Set

In Python programs we often want to collect unique strings or ints. A set is ideal—it is a dictionary but with no linked values. A frozenset is immutable and can be a dictionary key.

The set() function is built-in, as Python is "batteries included." With it we can remove duplicate elements. We can initialize it with curly brackets.

First example

This program initializes a set. When we initialize a set, we do not include the values in the syntax as with a dictionary. We specify only the keys.

Then We use len(), in and not-in to test the set. It has just 3 elements, despite specifying 5 strings.

Tip When the set is initialized, duplicate values are removed. As with a dictionary, no 2 keys can have the same value.

Detail The set allows the in-keyword. This returns true or false depending on whether the item exists.

# Create a set.
items = {"arrow", "spear", "arrow", "arrow", "rock"}

# Print set.
print(items)
print(len(items))

# Use in-keyword.
if "rock" in items:
    print("Rock exists")

# Use not-in keywords.
if "clock" not in items:
    print("Cloak not found"){'spear', 'arrow', 'rock'}
3
Rock exists
Cloak not found

Add

Elements can be added to a set with the add method. Here we create an empty set with the set built-in method. We then add 3 elements to the set.

# An empty set.
items = set()

# Add three strings.
items.add("cat")
items.add("dog")
items.add("gerbil")
print(items)
{'gerbil', 'dog', 'cat'}

Create, list

We can create a set from a list (or other iterable collection). Consider this example. We pass a list with six different elements in it to set(). The duplicates are ignored.

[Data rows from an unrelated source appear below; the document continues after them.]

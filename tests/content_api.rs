mod common;

use actix_web::{test, web, App};
use chrono::Duration;
use loginregister_server::{configure, AppState, AuthenticatedIdentity, TokenIssuer};
use serde_json::{json, Value};

#[actix_web::test]
async fn test_public_content_needs_no_token() {
    let state = AppState::in_memory(common::test_settings()).unwrap();
    let app = test::init_service(App::new().app_data(web::Data::new(state)).configure(configure)).await;

    let resp = test::TestRequest::get().uri("/api/test/all").send_request(&app).await;
    assert_eq!(resp.status(), 200);
    assert_eq!(test::read_body(resp).await, "Public Content.");
}

#[actix_web::test]
async fn test_guarded_content_follows_registered_roles() {
    let state = AppState::in_memory(common::test_settings()).unwrap();
    let app = test::init_service(App::new().app_data(web::Data::new(state)).configure(configure)).await;

    let resp = test::TestRequest::post()
        .uri("/api/auth/register")
        .set_json(json!({
            "username": "moderator",
            "email": "mod@x.com",
            "password": "secret",
            "role": ["mod"]
        }))
        .send_request(&app)
        .await;
    assert_eq!(resp.status(), 200);

    let resp = test::TestRequest::post()
        .uri("/api/auth/login")
        .set_json(json!({ "username": "moderator", "password": "secret" }))
        .send_request(&app)
        .await;
    let body: Value = test::read_body_json(resp).await;
    let bearer = format!("Bearer {}", body["token"].as_str().unwrap());

    for (uri, status, text) in [
        ("/api/test/user", 200u16, Some("User Content.")),
        ("/api/test/mod", 200, Some("Moderator Board.")),
        ("/api/test/admin", 403, None),
    ] {
        let resp = test::TestRequest::get()
            .uri(uri)
            .insert_header(("Authorization", bearer.clone()))
            .send_request(&app)
            .await;
        assert_eq!(resp.status(), status, "unexpected status for {}", uri);

        if let Some(text) = text {
            assert_eq!(test::read_body(resp).await, text);
        }
    }
}

#[actix_web::test]
async fn test_guarded_content_rejects_missing_and_bad_tokens() {
    let state = AppState::in_memory(common::test_settings()).unwrap();
    let app = test::init_service(App::new().app_data(web::Data::new(state)).configure(configure)).await;

    let resp = test::TestRequest::get().uri("/api/test/user").send_request(&app).await;
    assert_eq!(resp.status(), 401);

    let resp = test::TestRequest::get()
        .uri("/api/test/user")
        .insert_header(("Authorization", "Bearer invalid_token"))
        .send_request(&app)
        .await;
    assert_eq!(resp.status(), 401);

    let foreign = TokenIssuer::new("another_secret", Duration::hours(1))
        .issue(&AuthenticatedIdentity {
            id: 1,
            username: "mallory".to_string(),
            email: "m@x.com".to_string(),
            roles: vec!["ROLE_ADMIN".to_string()],
        })
        .unwrap();
    let resp = test::TestRequest::get()
        .uri("/api/test/admin")
        .insert_header(("Authorization", format!("Bearer {}", foreign)))
        .send_request(&app)
        .await;
    assert_eq!(resp.status(), 401);
}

Detail A set can contain integers, strings, or any type of elements that can be hashed.

# Create a set from this list.
# ... Duplicates are ignored.
numbers = set([10, 20, 20, 30, 40, 50])
print(numbers)
{40, 10, 20, 50, 30}

Subset, superset

In set theory, we determine relations between sets of elements. And with the Python set type, we can compute these with built-in methods.

Here In this program, we introduce two sets. The method results depend on the numbers in the sets.

Note Issubset returns true in the program because numbers2 is a subset of numbers1.

Note 2 Issuperset also returns true in this program. Numbers1 is a superset of numbers2.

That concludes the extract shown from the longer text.